[Start of Attachment]
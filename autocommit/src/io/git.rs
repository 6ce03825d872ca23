//! Git adapter for the backup daemon.
//!
//! Everything the daemon does to a repository goes through [`Git::run`], a
//! small wrapper around `git` subprocess calls. Callers get trimmed stdout or a
//! [`CommandError`] and decide themselves which failures are benign.

use std::fmt;
use std::path::PathBuf;
use std::process::Command;

use anyhow::Context;
use tracing::{debug, instrument, warn};

use crate::io::process::{RunLimits, run_captured};

/// A `git` invocation that failed to spawn or exited nonzero.
#[derive(Debug, Clone, PartialEq, Eq)]
pub struct CommandError {
    /// Full argv, starting with the program name.
    pub command: Vec<String>,
    /// Captured stderr (or the spawn error text when the child never ran).
    pub stderr: String,
    /// Exit code; `None` if the process never started or died from a signal.
    pub exit_code: Option<i32>,
}

impl fmt::Display for CommandError {
    fn fmt(&self, f: &mut fmt::Formatter<'_>) -> fmt::Result {
        let code = match self.exit_code {
            Some(code) => code.to_string(),
            None => "none".to_string(),
        };
        write!(f, "{} failed (exit {code})", self.command.join(" "))?;
        let stderr = self.stderr.trim();
        if !stderr.is_empty() {
            write!(f, ": {stderr}")?;
        }
        Ok(())
    }
}

impl std::error::Error for CommandError {}

/// Parsed `git status --porcelain` entry.
#[derive(Debug, Clone, PartialEq, Eq)]
pub struct StatusEntry {
    /// 2-letter XY code, or "??" for untracked.
    pub code: String,
    /// Path for the changed file.
    pub path: String,
}

/// Wrapper for executing git commands in a working directory.
#[derive(Debug, Clone)]
pub struct Git {
    workdir: PathBuf,
}

impl Git {
    pub fn new(workdir: impl Into<PathBuf>) -> Self {
        Self {
            workdir: workdir.into(),
        }
    }

    /// Run `git <args>` and return trimmed stdout.
    ///
    /// Stdin is only connected when `stdin` is `Some`, so git never blocks on an
    /// interactive prompt.
    #[instrument(skip_all, fields(args = %args.join(" ")))]
    pub fn run(&self, args: &[&str], stdin: Option<&str>) -> Result<String, CommandError> {
        self.run_raw(args, stdin).map(|out| out.trim().to_string())
    }

    /// Like [`Git::run`] but returns stdout untouched.
    fn run_raw(&self, args: &[&str], stdin: Option<&str>) -> Result<String, CommandError> {
        let command: Vec<String> = std::iter::once("git")
            .chain(args.iter().copied())
            .map(str::to_string)
            .collect();

        let mut cmd = Command::new("git");
        cmd.args(args)
            .current_dir(&self.workdir)
            .env("GIT_TERMINAL_PROMPT", "0");

        let output = run_captured(cmd, stdin.map(str::as_bytes), RunLimits::default())
            .map_err(|err| CommandError {
                command: command.clone(),
                stderr: format!("{err:#}"),
                exit_code: None,
            })?;

        if !output.status.success() {
            let err = CommandError {
                command,
                stderr: output.stderr_lossy().trim().to_string(),
                exit_code: output.status.code(),
            };
            debug!(%err, "git command failed");
            return Err(err);
        }
        Ok(output.stdout_lossy())
    }

    /// Return the current branch name, or `None` on a detached HEAD.
    pub fn current_branch(&self) -> Result<Option<String>, CommandError> {
        let name = self.run(&["rev-parse", "--abbrev-ref", "HEAD"], None)?;
        if name == "HEAD" {
            warn!("detached HEAD detected");
            return Ok(None);
        }
        debug!(branch = %name, "current branch");
        Ok(Some(name))
    }

    /// Resolve a revision to a full object id.
    pub fn rev_parse(&self, rev: &str) -> Result<String, CommandError> {
        self.run(&["rev-parse", "--verify", "--quiet", rev], None)
    }

    /// Check whether a fully qualified ref (e.g. `refs/heads/main`) exists.
    ///
    /// `show-ref` exits 1 for a missing ref; any other failure is an error.
    pub fn ref_exists(&self, full_ref: &str) -> Result<bool, CommandError> {
        match self.run(&["show-ref", "--verify", "--quiet", full_ref], None) {
            Ok(_) => Ok(true),
            Err(err) if err.exit_code == Some(1) => Ok(false),
            Err(err) => Err(err),
        }
    }

    /// Stage all changes (respects .gitignore).
    pub fn add_all(&self) -> Result<(), CommandError> {
        self.run(&["add", "-A"], None)?;
        Ok(())
    }

    /// Diff of the index against HEAD.
    pub fn staged_diff(&self) -> Result<String, CommandError> {
        self.run(&["diff", "--cached", "--no-color", "--no-ext-diff", "HEAD"], None)
    }

    /// Write the current index as a tree object and return its id.
    pub fn write_tree(&self) -> Result<String, CommandError> {
        self.run(&["write-tree"], None)
    }

    /// Create a commit object for `tree` with a single `parent`.
    ///
    /// The message goes over stdin so it is never subject to argv quoting.
    pub fn commit_tree(&self, tree: &str, parent: &str, message: &str) -> Result<String, CommandError> {
        self.run(&["commit-tree", tree, "-p", parent, "-F", "-"], Some(message))
    }

    /// Point `full_ref` at `new`, but only if it currently points at `old`.
    ///
    /// An empty `old` requires the ref not to exist yet.
    pub fn update_ref(&self, full_ref: &str, new: &str, old: &str, reason: &str) -> Result<(), CommandError> {
        self.run(&["update-ref", "-m", reason, full_ref, new, old], None)?;
        Ok(())
    }

    /// Number of commits reachable from `rev`.
    pub fn commit_count(&self, rev: &str) -> anyhow::Result<u64> {
        let out = self.run(&["rev-list", "--count", rev], None)?;
        out.parse()
            .with_context(|| format!("parse rev-list count '{out}'"))
    }

    /// Tracked files that match the repository's exclusion rules.
    pub fn tracked_ignored_files(&self) -> Result<Vec<String>, CommandError> {
        let out = self.run_raw(
            &["ls-files", "-z", "--cached", "--ignored", "--exclude-standard"],
            None,
        )?;
        Ok(out
            .split('\0')
            .filter(|path| !path.is_empty())
            .map(str::to_string)
            .collect())
    }

    /// Remove `paths` from the index, leaving the files on disk.
    pub fn rm_cached(&self, paths: &[String]) -> Result<(), CommandError> {
        let mut args = vec!["rm", "--cached", "--quiet", "--ignore-unmatch", "--"];
        args.extend(paths.iter().map(String::as_str));
        self.run(&args, None)?;
        Ok(())
    }

    /// Push `refspec` to `remote` without prompting for credentials.
    pub fn push(&self, remote: &str, refspec: &str) -> Result<String, CommandError> {
        self.run(&["push", remote, refspec], None)
    }

    /// Get status entries (including untracked) in porcelain format.
    pub fn status_porcelain(&self) -> Result<Vec<StatusEntry>, CommandError> {
        let out = self.run_raw(&["status", "--porcelain=v1", "-uall"], None)?;
        Ok(out
            .lines()
            .filter(|line| !line.trim().is_empty())
            .filter_map(parse_status_line)
            .collect())
    }
}

fn parse_status_line(line: &str) -> Option<StatusEntry> {
    if let Some(path) = line.strip_prefix("?? ") {
        return Some(StatusEntry {
            code: "??".to_string(),
            path: path.trim().to_string(),
        });
    }
    if line.len() < 4 {
        warn!(line, "unexpected porcelain line");
        return None;
    }
    let code = line[..2].to_string();
    let mut path = line[3..].trim().to_string();
    if let Some((_, new)) = path.split_once("->") {
        path = new.trim().to_string();
    }
    Some(StatusEntry { code, path })
}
[End of Attachment]
▸ **Instructions to follow**: After the last line, print all the entries once again, unchanged.

▸ **Exercise answer**:
filename autocommit/src/io/git.rs
repository 6ce03825d872ca23
//! Git adapter for the backup daemon.
//!
//! Everything the daemon does to a repository goes through [`Git::run`], a
//! small wrapper around `git` subprocess calls. Callers get trimmed stdout or a
//! [`CommandError`] and decide themselves which failures are benign.

use std::fmt;
use std::path::PathBuf;
use std::process::Command;

use anyhow::Context;
use tracing::{debug, instrument, warn};

use crate::io::process::{RunLimits, run_captured};

/// A `git` invocation that failed to spawn or exited nonzero.
#[derive(Debug, Clone, PartialEq, Eq)]
pub struct CommandError {
    /// Full argv, starting with the program name.
    pub command: Vec<String>,
    /// Captured stderr (or the spawn error text when the child never ran).
    pub stderr: String,
    /// Exit code; `None` if the process never started or died from a signal.
    pub exit_code: Option<i32>,
}

impl fmt::Display for CommandError {
    fn fmt(&self, f: &mut fmt::Formatter<'_>) -> fmt::Result {
        let code = match self.exit_code {
            Some(code) => code.to_string(),
            None => "none".to_string(),
        };
        write!(f, "{} failed (exit {code})", self.command.join(" "))?;
        let stderr = self.stderr.trim();
        if !stderr.is_empty() {
            write!(f, ": {stderr}")?;
        }
        Ok(())
    }
}

impl std::error::Error for CommandError {}

/// Parsed `git status --porcelain` entry.
#[derive(Debug, Clone, PartialEq, Eq)]
pub struct StatusEntry {
    /// 2-letter XY code, or "??" for untracked.
    pub code: String,
    /// Path for the changed file.
    pub path: String,
}

/// Wrapper for executing git commands in a working directory.
#[derive(Debug, Clone)]
pub struct Git {
    workdir: PathBuf,
}

impl Git {
    pub fn new(workdir: impl Into<PathBuf>) -> Self {
        Self {
            workdir: workdir.into(),
        }
    }

    /// Run `git <args>` and return trimmed stdout.
    ///
    /// Stdin is only connected when `stdin` is `Some`, so git never blocks on an
    /// interactive prompt.
    #[instrument(skip_all, fields(args = %args.join(" ")))]
    pub fn run(&self, args: &[&str], stdin: Option<&str>) -> Result<String, CommandError> {
        self.run_raw(args, stdin).map(|out| out.trim().to_string())
    }

    /// Like [`Git::run`] but returns stdout untouched.
    fn run_raw(&self, args: &[&str], stdin: Option<&str>) -> Result<String, CommandError> {
        let command: Vec<String> = std::iter::once("git")
            .chain(args.iter().copied())
            .map(str::to_string)
            .collect();

        let mut cmd = Command::new("git");
        cmd.args(args)
            .current_dir(&self.workdir)
            .env("GIT_TERMINAL_PROMPT", "0");

        let output = run_captured(cmd, stdin.map(str::as_bytes), RunLimits::default())
            .map_err(|err| CommandError {
                command: command.clone(),
                stderr: format!("{err:#}"),
                exit_code: None,
            })?;

        if !output.status.success() {
            let err = CommandError {
                command,
                stderr: output.stderr_lossy().trim().to_string(),
                exit_code: output.status.code(),
            };
            debug!(%err, "git command failed");
            return Err(err);
        }
        Ok(output.stdout_lossy())
    }

    /// Return the current branch name, or `None` on a detached HEAD.
    pub fn current_branch(&self) -> Result<Option<String>, CommandError> {
        let name = self.run(&["rev-parse", "--abbrev-ref", "HEAD"], None)?;
        if name == "HEAD" {
            warn!("detached HEAD detected");
            return Ok(None);
        }
        debug!(branch = %name, "current branch");
        Ok(Some(name))
    }

    /// Resolve a revision to a full object id.
    pub fn rev_parse(&self, rev: &str) -> Result<String, CommandError> {
        self.run(&["rev-parse", "--verify", "--quiet", rev], None)
    }

    /// Check whether a fully qualified ref (e.g. `refs/heads/main`) exists.
    ///
    /// `show-ref` exits 1 for a missing ref; any other failure is an error.
    pub fn ref_exists(&self, full_ref: &str) -> Result<bool, CommandError> {
        match self.run(&["show-ref", "--verify", "--quiet", full_ref], None) {
            Ok(_) => Ok(true),
            Err(err) if err.exit_code == Some(1) => Ok(false),
            Err(err) => Err(err),
        }
    }

    /// Stage all changes (respects .gitignore).
    pub fn add_all(&self) -> Result<(), CommandError> {
        self.run(&["add", "-A"], None)?;
        Ok(())
    }

    /// Diff of the index against HEAD.
    pub fn staged_diff(&self) -> Result<String, CommandError> {
        self.run(&["diff", "--cached", "--no-color", "--no-ext-diff", "HEAD"], None)
    }

    /// Write the current index as a tree object and return its id.
    pub fn write_tree(&self) -> Result<String, CommandError> {
        self.run(&["write-tree"], None)
    }

    /// Create a commit object for `tree` with a single `parent`.
    ///
    /// The message goes over stdin so it is never subject to argv quoting.
    pub fn commit_tree(&self, tree: &str, parent: &str, message: &str) -> Result<String, CommandError> {
        self.run(&["commit-tree", tree, "-p", parent, "-F", "-"], Some(message))
    }

    /// Point `full_ref` at `new`, but only if it currently points at `old`.
    ///
    /// An empty `old` requires the ref not to exist yet.
    pub fn update_ref(&self, full_ref: &str, new: &str, old: &str, reason: &str) -> Result<(), CommandError> {
        self.run(&["update-ref", "-m", reason, full_ref, new, old], None)?;
        Ok(())
    }

    /// Number of commits reachable from `rev`.
    pub fn commit_count(&self, rev: &str) -> anyhow::Result<u64> {
        let out = self.run(&["rev-list", "--count", rev], None)?;
        out.parse()
            .with_context(|| format!("parse rev-list count '{out}'"))
    }

    /// Tracked files that match the repository's exclusion rules.
    pub fn tracked_ignored_files(&self) -> Result<Vec<String>, CommandError> {
        let out = self.run_raw(
            &["ls-files", "-z", "--cached", "--ignored", "--exclude-standard"],
            None,
        )?;
        Ok(out
            .split('\0')
            .filter(|path| !path.is_empty())
            .map(str::to_string)
            .collect())
    }

    /// Remove `paths` from the index, leaving the files on disk.
    pub fn rm_cached(&self, paths: &[String]) -> Result<(), CommandError> {
        let mut args = vec!["rm", "--cached", "--quiet", "--ignore-unmatch", "--"];
        args.extend(paths.iter().map(String::as_str));
        self.run(&args, None)?;
        Ok(())
    }

    /// Push `refspec` to `remote` without prompting for credentials.
    pub fn push(&self, remote: &str, refspec: &str) -> Result<String, CommandError> {
        self.run(&["push", remote, refspec], None)
    }

    /// Get status entries (including untracked) in porcelain format.
    pub fn status_porcelain(&self) -> Result<Vec<StatusEntry>, CommandError> {
        let out = self.run_raw(&["status", "--porcelain=v1", "-uall"], None)?;
        Ok(out
            .lines()
            .filter(|line| !line.trim().is_empty())
            .filter_map(parse_status_line)
            .collect())
    }
}

fn parse_status_line(line: &str) -> Option<StatusEntry> {
    if let Some(path) = line.strip_prefix("?? ") {
        return Some(StatusEntry {
            code: "??".to_string(),
            path: path.trim().to_string(),
        });
    }
    if line.len() < 4 {
        warn!(line, "unexpected porcelain line");
        return None;
    }
    let code = line[..2].to_string();
    let mut path = line[3..].trim().to_string();
    if let Some((_, new)) = path.split_once("->") {
        path = new.trim().to_string();
    }
    Some(StatusEntry { code, path })
}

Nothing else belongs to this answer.